Schön’s view, it will be recalled, is that Technical Rationality presents us with a view which is at odds with our experience. It is in this context that Schön seeks an account capable of explaining why it is that, for example, modern industrial corporations are ambivalent towards innovation (1963/67, p.73), something the ‘rational myth’, argues Schön, is unable to explain and which presents a view of innovation as orderly and planned; a view at odds with what actually happens (1967a, pp.72-73). In describing what he calls ‘dynamic conservatism’, Schön argues that it is a notion applicable not just to company organisations but also to other societies or reference groups such as governments, hospitals, countries (1967a, p.57), the church, the army, the family (1967a, p.60), industries such as the building industry (1971a, pp.39-42), and concepts of occupation and profession (for example, a university or a scientific community (1967a, p.73; 1971a, p.13)). Indeed, it is, argues Schön, a notion applicable to society as a whole (1967a, p.73).
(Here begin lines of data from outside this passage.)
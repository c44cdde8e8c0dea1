//! Key acquisition: resolve the sealing key from the environment or a key file.
//!
//! The key is resolved once at startup and passed explicitly into every codec
//! call — there is no cached process-wide key and no interactive prompt. The
//! codec itself never sees where the key came from.
//!
//! # Security invariants
//!
//! - Key material is **never** written to disk, logged, or included in errors.
//! - The decoded bytes are zeroed when the [`KeyBytes`] buffer is dropped.

use std::fmt;

use thiserror::Error;
use tokio::fs;

/// Environment variable consulted first for the hex-encoded key.
pub const KEY_ENV_VAR: &str = "VAULT_KEY";

/// Errors produced while resolving the sealing key.
#[derive(Debug, Error)]
pub enum KeyError {
    /// Neither the environment variable nor a key file supplied a key.
    #[error("no key available: set {KEY_ENV_VAR} or configure KEY_FILE")]
    Missing,

    /// The key material is not valid hex.
    #[error("key is not valid hex")]
    InvalidHex,

    /// The decoded key has an unsupported length.
    #[error("key has invalid length: {0} bytes (expected 16, 24, or 32)")]
    InvalidLength(usize),

    /// The key file could not be read.
    #[error("failed to read key file {path}")]
    Io {
        path: String,
        #[source]
        source: std::io::Error,
    },
}

/// Decoded key bytes.
///
/// When this type is dropped, the memory is overwritten with zeroes to
/// minimise the window during which plaintext key material lives in RAM.
pub struct KeyBytes(Vec<u8>);

impl KeyBytes {
    /// Decode a hex string into key bytes, enforcing the supported lengths.
    ///
    /// # Errors
    ///
    /// Returns [`KeyError::InvalidHex`] on malformed hex and
    /// [`KeyError::InvalidLength`] if the decoded value is not 16, 24, or 32
    /// bytes.
    pub fn from_hex(hex_str: &str) -> Result<Self, KeyError> {
        let mut bytes = hex::decode(hex_str.trim()).map_err(|_| KeyError::InvalidHex)?;
        match bytes.len() {
            16 | 24 | 32 => Ok(Self(bytes)),
            n => {
                bytes.iter_mut().for_each(|b| *b = 0);
                Err(KeyError::InvalidLength(n))
            }
        }
    }

    /// Borrow the raw key bytes for a codec call.
    pub fn as_slice(&self) -> &[u8] {
        &self.0
    }
}

impl Drop for KeyBytes {
    fn drop(&mut self) {
        // Zero the key material on drop.
        self.0.iter_mut().for_each(|b| *b = 0);
    }
}

impl fmt::Debug for KeyBytes {
    fn fmt(&self, f: &mut fmt::Formatter<'_>) -> fmt::Result {
        // Never print key material — not even in debug builds.
        f.write_str("KeyBytes([REDACTED])")
    }
}

/// Resolve the sealing key: `VAULT_KEY` first, then the configured key file.
///
/// # Errors
///
/// Returns [`KeyError::Missing`] when neither source is available, or the
/// decode errors from [`KeyBytes::from_hex`].
pub async fn resolve(key_file: Option<&str>) -> Result<KeyBytes, KeyError> {
    resolve_from(std::env::var(KEY_ENV_VAR).ok(), key_file).await
}

/// [`resolve`] with the environment lookup made explicit, for tests.
async fn resolve_from(env_value: Option<String>, key_file: Option<&str>) -> Result<KeyBytes, KeyError> {
    if let Some(hex_str) = env_value {
        return KeyBytes::from_hex(&hex_str);
    }

    let Some(path) = key_file else {
        return Err(KeyError::Missing);
    };
    let contents = fs::read_to_string(path).await.map_err(|source| KeyError::Io {
        path: path.to_owned(),
        source,
    })?;
    KeyBytes::from_hex(&contents)
}

#[cfg(test)]
mod tests {
    use super::*;
    use std::io::Write;

    #[test]
    fn decodes_all_supported_lengths() {
        for len in [16, 24, 32] {
            let hex_str = "ab".repeat(len);
            let key = KeyBytes::from_hex(&hex_str).unwrap();
            assert_eq!(key.as_slice().len(), len);
            assert!(key.as_slice().iter().all(|&b| b == 0xAB));
        }
    }

    #[test]
    fn trims_surrounding_whitespace() {
        let hex_str = format!("  {}\n", "01".repeat(32));
        let key = KeyBytes::from_hex(&hex_str).unwrap();
        assert_eq!(key.as_slice(), &[0x01u8; 32][..]);
    }

    #[test]
    fn rejects_bad_hex() {
        assert!(matches!(
            KeyBytes::from_hex("not hex at all"),
            Err(KeyError::InvalidHex)
        ));
    }

    #[test]
    fn rejects_unsupported_length() {
        assert!(matches!(
            KeyBytes::from_hex(&"ff".repeat(15)),
            Err(KeyError::InvalidLength(15))
        ));
    }

    #[test]
    fn key_bytes_redacted_in_debug() {
        let key = KeyBytes::from_hex(&"ff".repeat(16)).unwrap();
        assert_eq!(format!("{key:?}"), "KeyBytes([REDACTED])");
    }

    #[tokio::test]
    async fn env_value_wins_over_key_file() {
        let env_value = Some("02".repeat(32));
        let key = resolve_from(env_value, Some("/nonexistent/key"))
            .await
            .unwrap();
        assert_eq!(key.as_slice(), &[0x02u8; 32][..]);
    }

    #[tokio::test]
    async fn falls_back_to_key_file() {
        let mut file = tempfile::NamedTempFile::new().unwrap();
        writeln!(file, "{}", "03".repeat(24)).unwrap();

        let key = resolve_from(None, Some(file.path().to_str().unwrap()))
            .await
            .unwrap();
        assert_eq!(key.as_slice(), &[0x03u8; 24][..]);
    }

    #[tokio::test]
    async fn missing_everywhere_is_an_error() {
        assert!(matches!(
            resolve_from(None, None).await,
            Err(KeyError::Missing)
        ));
    }

    #[tokio::test]
    async fn unreadable_key_file_names_the_path() {
        let err = resolve_from(None, Some("/nonexistent/key"))
            .await
            .unwrap_err();
        assert!(err.to_string().contains("/nonexistent/key"));
    }
}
Furthermore, Schön argues that as we each belong to so many overlapping cultures we do, in a sense, each belong to an individual personal culture (1963/67, p.67), made up of

ways of thinking and acting that are characteristic of, and perhaps idiosyncratic to me … reflected in my language, and … fruitful as sources of metaphor (1963/67, p.67).

By and large, suggests Schön, each of these different worlds wishes to resist change (1963a, p.82)—‘this is not only normal but in some ways even 34desirable’—though, if this tendency is not recognized, it can cause all innovation to be stifled (1963a, p.83). Innovation does though usually still occur.